[RECORDED INFORMATION]

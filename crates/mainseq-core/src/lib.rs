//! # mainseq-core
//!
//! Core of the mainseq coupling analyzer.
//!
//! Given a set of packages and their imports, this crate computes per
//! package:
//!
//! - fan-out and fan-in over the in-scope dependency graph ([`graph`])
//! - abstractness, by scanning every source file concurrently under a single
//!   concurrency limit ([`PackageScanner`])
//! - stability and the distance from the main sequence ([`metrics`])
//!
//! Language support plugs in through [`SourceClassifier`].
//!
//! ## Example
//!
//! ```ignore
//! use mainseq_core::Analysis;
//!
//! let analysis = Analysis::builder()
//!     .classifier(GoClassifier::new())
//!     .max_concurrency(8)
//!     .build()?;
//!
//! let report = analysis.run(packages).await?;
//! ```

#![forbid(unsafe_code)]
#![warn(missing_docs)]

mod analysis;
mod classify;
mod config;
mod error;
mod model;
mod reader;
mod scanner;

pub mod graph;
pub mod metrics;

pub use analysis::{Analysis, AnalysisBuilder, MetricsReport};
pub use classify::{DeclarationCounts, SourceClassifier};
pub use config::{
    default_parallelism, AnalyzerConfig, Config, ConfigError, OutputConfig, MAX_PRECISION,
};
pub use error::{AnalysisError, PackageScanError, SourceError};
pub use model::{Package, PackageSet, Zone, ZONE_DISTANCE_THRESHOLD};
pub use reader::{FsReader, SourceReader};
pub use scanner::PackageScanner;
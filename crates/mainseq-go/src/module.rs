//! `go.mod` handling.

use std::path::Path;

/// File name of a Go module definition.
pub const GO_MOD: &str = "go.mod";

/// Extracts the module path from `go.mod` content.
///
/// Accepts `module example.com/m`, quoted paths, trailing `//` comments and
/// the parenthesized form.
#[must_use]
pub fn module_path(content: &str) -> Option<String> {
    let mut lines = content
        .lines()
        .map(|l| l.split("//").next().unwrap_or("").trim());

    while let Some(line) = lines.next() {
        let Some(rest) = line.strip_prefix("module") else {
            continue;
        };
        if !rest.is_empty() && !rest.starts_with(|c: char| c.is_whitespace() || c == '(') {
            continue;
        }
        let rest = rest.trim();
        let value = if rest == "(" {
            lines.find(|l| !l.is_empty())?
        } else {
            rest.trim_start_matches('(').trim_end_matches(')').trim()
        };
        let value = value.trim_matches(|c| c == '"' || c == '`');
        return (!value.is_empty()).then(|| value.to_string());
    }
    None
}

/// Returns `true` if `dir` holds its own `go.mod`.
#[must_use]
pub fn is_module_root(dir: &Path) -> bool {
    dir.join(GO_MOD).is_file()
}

[/RECORDED INFORMATION]

_WHAT THIS TASK INVOLVES_
In which lines of the material above does the string "from" occur? Copy them all.

_SOLUTION TO THIS TASK_
//! - stability and the distance from the main sequence ([`metrics`])
/// Extracts the module path from `go.mod` content.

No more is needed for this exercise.